- Your goal: Return, exactly as written, every line from the first line of the data below through the line that contains "pub mod validation;".
[[ Dataset content open ]]
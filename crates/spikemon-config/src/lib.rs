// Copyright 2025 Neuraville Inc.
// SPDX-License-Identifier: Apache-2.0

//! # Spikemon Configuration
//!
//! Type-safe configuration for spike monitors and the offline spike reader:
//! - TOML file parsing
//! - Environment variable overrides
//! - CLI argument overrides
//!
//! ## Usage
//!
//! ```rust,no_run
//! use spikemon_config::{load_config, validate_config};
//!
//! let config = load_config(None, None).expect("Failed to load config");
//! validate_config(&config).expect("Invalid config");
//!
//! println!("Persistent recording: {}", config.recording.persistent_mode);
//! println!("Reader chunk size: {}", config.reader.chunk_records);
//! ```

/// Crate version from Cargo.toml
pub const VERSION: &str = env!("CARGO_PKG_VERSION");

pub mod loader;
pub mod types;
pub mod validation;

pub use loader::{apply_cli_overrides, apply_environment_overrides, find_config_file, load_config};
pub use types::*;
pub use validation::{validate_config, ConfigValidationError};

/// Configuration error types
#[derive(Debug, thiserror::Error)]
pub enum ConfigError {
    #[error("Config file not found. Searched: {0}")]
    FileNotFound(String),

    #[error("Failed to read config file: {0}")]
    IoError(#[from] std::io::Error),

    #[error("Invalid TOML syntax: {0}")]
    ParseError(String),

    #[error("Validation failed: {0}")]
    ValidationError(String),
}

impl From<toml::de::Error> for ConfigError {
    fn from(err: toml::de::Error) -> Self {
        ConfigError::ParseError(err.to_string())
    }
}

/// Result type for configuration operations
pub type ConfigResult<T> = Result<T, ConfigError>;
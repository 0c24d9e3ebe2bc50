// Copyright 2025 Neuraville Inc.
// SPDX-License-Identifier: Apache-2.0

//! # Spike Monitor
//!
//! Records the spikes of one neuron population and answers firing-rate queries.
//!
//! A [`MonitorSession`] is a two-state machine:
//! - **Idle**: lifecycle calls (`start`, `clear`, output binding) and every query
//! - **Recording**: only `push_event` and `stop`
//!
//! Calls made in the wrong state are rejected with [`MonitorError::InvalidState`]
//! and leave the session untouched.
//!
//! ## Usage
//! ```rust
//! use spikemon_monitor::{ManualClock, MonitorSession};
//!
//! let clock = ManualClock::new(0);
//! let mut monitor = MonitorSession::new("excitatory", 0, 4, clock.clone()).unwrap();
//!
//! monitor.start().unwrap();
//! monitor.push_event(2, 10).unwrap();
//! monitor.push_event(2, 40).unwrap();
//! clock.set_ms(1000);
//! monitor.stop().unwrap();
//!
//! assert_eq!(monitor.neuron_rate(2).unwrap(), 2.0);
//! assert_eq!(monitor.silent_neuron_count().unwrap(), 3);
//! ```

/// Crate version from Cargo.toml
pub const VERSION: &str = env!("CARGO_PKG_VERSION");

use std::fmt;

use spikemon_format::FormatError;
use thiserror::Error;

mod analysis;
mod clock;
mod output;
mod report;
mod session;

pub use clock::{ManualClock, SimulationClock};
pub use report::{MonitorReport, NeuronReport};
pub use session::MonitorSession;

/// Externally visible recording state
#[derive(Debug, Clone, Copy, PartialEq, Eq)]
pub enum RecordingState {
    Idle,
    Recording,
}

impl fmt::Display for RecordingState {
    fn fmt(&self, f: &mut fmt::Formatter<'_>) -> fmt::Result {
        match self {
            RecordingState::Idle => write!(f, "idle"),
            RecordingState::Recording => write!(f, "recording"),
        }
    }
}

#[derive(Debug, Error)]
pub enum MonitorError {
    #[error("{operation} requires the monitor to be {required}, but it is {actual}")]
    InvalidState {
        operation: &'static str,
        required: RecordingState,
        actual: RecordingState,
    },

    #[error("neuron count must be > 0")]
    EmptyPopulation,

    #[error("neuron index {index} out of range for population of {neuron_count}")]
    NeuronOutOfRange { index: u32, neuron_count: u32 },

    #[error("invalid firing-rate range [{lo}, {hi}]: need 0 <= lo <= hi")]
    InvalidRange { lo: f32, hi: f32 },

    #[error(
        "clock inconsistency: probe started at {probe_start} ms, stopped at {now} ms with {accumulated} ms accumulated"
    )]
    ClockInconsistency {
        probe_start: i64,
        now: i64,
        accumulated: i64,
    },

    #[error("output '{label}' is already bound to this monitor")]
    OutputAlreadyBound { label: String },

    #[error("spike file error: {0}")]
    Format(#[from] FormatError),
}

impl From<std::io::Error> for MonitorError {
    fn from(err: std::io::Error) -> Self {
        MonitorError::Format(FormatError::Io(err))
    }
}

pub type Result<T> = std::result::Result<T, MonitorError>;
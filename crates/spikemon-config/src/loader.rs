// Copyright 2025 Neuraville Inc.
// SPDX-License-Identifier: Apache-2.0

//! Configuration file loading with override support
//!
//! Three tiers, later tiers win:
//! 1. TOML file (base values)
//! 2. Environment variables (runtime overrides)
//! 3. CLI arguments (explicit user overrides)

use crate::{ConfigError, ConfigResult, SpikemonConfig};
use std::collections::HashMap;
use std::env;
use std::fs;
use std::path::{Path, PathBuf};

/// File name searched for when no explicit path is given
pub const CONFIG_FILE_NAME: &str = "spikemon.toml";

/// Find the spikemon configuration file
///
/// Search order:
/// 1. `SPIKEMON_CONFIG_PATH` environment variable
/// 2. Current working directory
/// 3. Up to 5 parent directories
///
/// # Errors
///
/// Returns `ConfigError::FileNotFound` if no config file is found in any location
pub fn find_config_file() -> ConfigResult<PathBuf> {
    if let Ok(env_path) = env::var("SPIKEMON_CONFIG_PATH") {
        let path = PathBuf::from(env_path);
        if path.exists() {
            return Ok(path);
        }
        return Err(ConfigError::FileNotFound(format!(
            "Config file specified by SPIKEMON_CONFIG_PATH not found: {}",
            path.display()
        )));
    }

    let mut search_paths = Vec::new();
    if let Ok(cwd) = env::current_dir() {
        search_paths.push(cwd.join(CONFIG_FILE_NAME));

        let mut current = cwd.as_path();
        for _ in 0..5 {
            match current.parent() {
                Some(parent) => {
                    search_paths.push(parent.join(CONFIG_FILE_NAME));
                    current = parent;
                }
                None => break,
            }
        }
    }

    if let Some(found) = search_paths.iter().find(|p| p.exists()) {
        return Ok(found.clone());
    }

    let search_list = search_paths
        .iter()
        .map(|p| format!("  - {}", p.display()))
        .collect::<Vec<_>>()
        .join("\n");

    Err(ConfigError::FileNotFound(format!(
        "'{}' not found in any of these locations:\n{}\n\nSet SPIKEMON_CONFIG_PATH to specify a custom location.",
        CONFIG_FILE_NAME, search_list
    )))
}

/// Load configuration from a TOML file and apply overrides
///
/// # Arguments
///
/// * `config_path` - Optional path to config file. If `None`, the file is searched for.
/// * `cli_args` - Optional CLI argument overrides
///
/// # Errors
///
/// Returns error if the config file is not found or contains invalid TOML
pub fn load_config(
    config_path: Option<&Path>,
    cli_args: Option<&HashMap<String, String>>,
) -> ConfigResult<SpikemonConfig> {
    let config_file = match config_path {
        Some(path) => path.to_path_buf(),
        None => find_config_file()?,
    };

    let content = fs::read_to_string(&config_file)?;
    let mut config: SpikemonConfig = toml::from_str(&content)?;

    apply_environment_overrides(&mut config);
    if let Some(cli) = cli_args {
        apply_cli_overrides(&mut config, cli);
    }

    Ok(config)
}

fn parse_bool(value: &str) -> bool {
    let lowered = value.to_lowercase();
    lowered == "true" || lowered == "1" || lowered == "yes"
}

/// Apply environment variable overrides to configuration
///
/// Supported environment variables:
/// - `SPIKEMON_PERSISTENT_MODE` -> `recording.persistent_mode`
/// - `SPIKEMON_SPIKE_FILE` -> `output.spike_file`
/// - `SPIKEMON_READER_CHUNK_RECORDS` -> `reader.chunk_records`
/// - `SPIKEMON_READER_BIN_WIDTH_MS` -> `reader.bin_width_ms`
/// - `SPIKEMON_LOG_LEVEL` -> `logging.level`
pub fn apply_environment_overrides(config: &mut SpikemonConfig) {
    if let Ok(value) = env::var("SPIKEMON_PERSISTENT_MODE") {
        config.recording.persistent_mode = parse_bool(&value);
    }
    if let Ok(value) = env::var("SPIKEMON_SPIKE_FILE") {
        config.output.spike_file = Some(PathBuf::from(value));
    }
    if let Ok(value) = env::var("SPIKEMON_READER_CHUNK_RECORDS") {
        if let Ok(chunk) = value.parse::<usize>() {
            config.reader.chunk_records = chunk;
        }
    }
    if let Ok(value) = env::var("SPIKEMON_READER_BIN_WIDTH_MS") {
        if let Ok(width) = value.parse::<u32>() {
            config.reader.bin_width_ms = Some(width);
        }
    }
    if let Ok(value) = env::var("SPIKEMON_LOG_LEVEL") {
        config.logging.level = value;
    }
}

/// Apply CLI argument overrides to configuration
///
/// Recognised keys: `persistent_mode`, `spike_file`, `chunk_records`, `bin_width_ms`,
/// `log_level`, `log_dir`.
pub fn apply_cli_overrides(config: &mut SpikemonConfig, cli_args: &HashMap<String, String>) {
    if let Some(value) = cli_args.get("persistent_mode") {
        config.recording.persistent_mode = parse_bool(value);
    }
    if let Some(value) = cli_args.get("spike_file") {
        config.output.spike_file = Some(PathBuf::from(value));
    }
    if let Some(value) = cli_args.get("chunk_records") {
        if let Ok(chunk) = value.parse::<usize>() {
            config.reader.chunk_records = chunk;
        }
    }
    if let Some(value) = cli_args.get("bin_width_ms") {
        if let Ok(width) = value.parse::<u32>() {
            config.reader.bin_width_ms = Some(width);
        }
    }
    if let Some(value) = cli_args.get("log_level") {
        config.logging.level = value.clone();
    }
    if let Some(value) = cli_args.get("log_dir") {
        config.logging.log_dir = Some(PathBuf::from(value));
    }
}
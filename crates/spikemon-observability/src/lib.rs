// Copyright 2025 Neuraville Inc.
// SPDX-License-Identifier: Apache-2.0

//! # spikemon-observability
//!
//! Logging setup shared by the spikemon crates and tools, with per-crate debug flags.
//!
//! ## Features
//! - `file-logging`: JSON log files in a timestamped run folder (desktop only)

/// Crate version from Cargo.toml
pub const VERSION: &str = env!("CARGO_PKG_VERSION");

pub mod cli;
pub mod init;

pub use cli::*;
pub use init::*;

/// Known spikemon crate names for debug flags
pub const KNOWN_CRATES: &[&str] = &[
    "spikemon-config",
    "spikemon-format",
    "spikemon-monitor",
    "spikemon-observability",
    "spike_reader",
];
[[ Dataset content closed ]]
- Response to the task:
filename crates/spikemon-config/src/lib.rs
// Copyright 2025 Neuraville Inc.
// SPDX-License-Identifier: Apache-2.0

//! # Spikemon Configuration
//!
//! Type-safe configuration for spike monitors and the offline spike reader:
//! - TOML file parsing
//! - Environment variable overrides
//! - CLI argument overrides
//!
//! ## Usage
//!
//! ```rust,no_run
//! use spikemon_config::{load_config, validate_config};
//!
//! let config = load_config(None, None).expect("Failed to load config");
//! validate_config(&config).expect("Invalid config");
//!
//! println!("Persistent recording: {}", config.recording.persistent_mode);
//! println!("Reader chunk size: {}", config.reader.chunk_records);
//! ```

/// Crate version from Cargo.toml
pub const VERSION: &str = env!("CARGO_PKG_VERSION");

pub mod loader;
pub mod types;
pub mod validation;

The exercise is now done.